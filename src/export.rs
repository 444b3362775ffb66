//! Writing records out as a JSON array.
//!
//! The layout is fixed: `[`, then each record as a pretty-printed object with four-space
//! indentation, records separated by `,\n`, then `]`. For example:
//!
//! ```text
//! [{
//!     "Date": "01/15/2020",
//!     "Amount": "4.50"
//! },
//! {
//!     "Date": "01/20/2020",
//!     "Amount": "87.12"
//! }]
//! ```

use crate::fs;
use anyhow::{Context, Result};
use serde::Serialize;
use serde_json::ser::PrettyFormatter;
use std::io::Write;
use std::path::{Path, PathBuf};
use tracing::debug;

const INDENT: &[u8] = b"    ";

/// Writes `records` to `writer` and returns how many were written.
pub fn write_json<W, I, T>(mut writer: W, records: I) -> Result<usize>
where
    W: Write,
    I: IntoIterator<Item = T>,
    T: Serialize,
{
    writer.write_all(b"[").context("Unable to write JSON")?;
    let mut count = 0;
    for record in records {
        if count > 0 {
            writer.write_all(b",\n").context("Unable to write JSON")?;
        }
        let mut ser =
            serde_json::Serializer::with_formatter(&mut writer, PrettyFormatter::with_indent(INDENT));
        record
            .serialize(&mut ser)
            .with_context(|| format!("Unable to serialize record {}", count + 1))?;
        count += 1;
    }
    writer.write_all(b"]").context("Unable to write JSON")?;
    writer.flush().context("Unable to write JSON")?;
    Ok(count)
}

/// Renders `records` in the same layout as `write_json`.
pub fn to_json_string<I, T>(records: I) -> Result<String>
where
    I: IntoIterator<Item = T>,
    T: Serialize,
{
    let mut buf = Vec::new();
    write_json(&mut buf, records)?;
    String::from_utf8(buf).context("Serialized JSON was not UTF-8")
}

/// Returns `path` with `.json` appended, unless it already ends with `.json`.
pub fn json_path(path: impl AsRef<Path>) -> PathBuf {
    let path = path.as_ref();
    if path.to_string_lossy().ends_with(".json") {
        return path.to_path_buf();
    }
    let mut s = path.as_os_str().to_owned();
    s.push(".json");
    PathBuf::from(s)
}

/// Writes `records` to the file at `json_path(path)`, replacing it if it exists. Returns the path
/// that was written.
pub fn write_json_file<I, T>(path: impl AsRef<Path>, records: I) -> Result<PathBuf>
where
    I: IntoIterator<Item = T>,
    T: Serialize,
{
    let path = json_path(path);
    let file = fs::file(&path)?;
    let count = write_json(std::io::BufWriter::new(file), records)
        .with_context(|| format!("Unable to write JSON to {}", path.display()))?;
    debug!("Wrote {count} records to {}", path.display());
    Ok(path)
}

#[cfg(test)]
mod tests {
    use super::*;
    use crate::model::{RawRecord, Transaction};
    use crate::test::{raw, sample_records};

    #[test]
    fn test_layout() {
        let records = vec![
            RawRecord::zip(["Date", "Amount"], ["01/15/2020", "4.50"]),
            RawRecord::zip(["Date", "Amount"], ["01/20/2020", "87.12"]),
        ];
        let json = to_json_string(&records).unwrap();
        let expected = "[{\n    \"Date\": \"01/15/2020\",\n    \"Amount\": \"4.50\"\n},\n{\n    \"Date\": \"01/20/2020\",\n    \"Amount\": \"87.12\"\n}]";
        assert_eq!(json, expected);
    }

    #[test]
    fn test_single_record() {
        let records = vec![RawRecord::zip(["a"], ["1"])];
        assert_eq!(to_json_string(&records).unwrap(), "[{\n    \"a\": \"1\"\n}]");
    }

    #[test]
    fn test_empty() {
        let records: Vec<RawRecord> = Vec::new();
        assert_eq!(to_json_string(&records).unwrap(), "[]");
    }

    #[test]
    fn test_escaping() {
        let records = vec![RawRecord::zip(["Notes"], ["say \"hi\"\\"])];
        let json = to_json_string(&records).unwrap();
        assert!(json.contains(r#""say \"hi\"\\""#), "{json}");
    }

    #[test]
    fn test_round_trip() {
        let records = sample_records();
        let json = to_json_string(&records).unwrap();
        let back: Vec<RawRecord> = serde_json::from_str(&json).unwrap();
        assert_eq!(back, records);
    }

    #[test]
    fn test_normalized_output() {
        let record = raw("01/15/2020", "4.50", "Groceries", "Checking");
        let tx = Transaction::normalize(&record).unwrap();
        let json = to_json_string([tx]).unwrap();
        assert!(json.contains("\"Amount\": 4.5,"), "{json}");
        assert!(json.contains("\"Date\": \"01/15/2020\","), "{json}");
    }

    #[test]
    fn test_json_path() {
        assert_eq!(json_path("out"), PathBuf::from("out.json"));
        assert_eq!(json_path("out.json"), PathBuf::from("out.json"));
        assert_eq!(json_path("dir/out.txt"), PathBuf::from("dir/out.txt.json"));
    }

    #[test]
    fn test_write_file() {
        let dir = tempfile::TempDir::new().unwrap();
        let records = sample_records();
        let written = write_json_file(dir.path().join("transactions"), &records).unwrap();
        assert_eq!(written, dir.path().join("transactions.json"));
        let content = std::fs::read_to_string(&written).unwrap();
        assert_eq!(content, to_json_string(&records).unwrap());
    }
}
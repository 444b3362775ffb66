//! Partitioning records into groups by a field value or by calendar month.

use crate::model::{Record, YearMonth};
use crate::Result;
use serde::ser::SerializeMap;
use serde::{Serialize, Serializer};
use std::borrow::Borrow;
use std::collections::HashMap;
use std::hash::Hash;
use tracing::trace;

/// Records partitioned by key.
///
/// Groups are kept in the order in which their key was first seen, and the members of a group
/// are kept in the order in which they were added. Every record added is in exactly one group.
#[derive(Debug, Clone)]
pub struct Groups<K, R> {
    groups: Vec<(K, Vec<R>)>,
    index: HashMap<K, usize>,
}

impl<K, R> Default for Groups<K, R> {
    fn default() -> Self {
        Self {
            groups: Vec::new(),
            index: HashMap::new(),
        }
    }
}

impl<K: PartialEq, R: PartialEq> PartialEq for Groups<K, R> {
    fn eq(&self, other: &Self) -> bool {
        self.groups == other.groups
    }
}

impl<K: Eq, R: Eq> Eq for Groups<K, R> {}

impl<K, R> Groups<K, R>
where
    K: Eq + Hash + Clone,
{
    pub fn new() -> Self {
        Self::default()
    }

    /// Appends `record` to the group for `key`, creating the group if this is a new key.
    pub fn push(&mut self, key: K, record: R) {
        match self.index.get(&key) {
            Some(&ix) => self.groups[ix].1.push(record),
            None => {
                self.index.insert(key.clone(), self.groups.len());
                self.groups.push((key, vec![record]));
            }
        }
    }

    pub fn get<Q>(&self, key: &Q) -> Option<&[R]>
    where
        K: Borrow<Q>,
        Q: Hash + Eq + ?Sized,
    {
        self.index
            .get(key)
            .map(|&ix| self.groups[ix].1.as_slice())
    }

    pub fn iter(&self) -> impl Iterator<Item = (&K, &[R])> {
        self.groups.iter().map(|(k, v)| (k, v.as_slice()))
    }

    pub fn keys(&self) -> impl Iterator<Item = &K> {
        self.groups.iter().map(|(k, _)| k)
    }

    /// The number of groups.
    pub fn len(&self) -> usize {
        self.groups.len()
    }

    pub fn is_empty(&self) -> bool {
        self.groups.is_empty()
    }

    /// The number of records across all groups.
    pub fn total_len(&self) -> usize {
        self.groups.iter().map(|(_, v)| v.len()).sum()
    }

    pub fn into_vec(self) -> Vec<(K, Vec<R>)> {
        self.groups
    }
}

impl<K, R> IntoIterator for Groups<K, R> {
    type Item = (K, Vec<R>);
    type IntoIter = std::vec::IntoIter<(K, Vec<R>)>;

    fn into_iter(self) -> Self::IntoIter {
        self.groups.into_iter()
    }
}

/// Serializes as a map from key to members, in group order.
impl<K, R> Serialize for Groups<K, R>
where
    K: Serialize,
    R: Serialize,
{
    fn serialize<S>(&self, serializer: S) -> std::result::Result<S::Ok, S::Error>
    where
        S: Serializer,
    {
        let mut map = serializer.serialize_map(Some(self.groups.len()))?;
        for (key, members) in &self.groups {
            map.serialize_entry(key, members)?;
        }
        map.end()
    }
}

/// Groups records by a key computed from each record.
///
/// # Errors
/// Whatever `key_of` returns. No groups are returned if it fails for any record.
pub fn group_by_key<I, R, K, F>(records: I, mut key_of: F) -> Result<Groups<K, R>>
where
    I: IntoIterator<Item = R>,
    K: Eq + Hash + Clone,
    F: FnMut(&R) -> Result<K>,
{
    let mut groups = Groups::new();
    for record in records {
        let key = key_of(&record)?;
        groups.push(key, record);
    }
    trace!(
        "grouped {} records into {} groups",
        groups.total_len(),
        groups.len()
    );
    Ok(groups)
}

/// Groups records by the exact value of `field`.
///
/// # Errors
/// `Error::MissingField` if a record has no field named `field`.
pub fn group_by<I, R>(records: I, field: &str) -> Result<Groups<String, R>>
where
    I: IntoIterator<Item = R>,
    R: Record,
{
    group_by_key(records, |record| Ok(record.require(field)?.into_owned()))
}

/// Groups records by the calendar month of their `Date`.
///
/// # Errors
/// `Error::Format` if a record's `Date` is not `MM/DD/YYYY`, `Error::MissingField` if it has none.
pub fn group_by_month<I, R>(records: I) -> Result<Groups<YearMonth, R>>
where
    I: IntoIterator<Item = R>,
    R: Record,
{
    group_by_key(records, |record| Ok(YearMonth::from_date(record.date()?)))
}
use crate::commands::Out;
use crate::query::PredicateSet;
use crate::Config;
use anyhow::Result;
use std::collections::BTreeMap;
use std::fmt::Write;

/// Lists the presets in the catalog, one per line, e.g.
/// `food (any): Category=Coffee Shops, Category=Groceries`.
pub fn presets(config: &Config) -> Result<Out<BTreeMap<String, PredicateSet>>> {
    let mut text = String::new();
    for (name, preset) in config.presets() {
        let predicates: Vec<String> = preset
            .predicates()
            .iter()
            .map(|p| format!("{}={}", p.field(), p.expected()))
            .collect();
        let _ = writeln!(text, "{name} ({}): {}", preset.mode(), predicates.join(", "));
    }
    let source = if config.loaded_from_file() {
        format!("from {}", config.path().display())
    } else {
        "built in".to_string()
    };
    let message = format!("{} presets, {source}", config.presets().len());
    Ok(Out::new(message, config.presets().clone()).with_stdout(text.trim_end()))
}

* EXERCISE
Would you return all lines from the preceding listing that contain the word "type"?

* RESPONSE TO THIS EXERCISE
    type Item = (K, Vec<R>);
    type IntoIter = std::vec::IntoIter<(K, Vec<R>)>;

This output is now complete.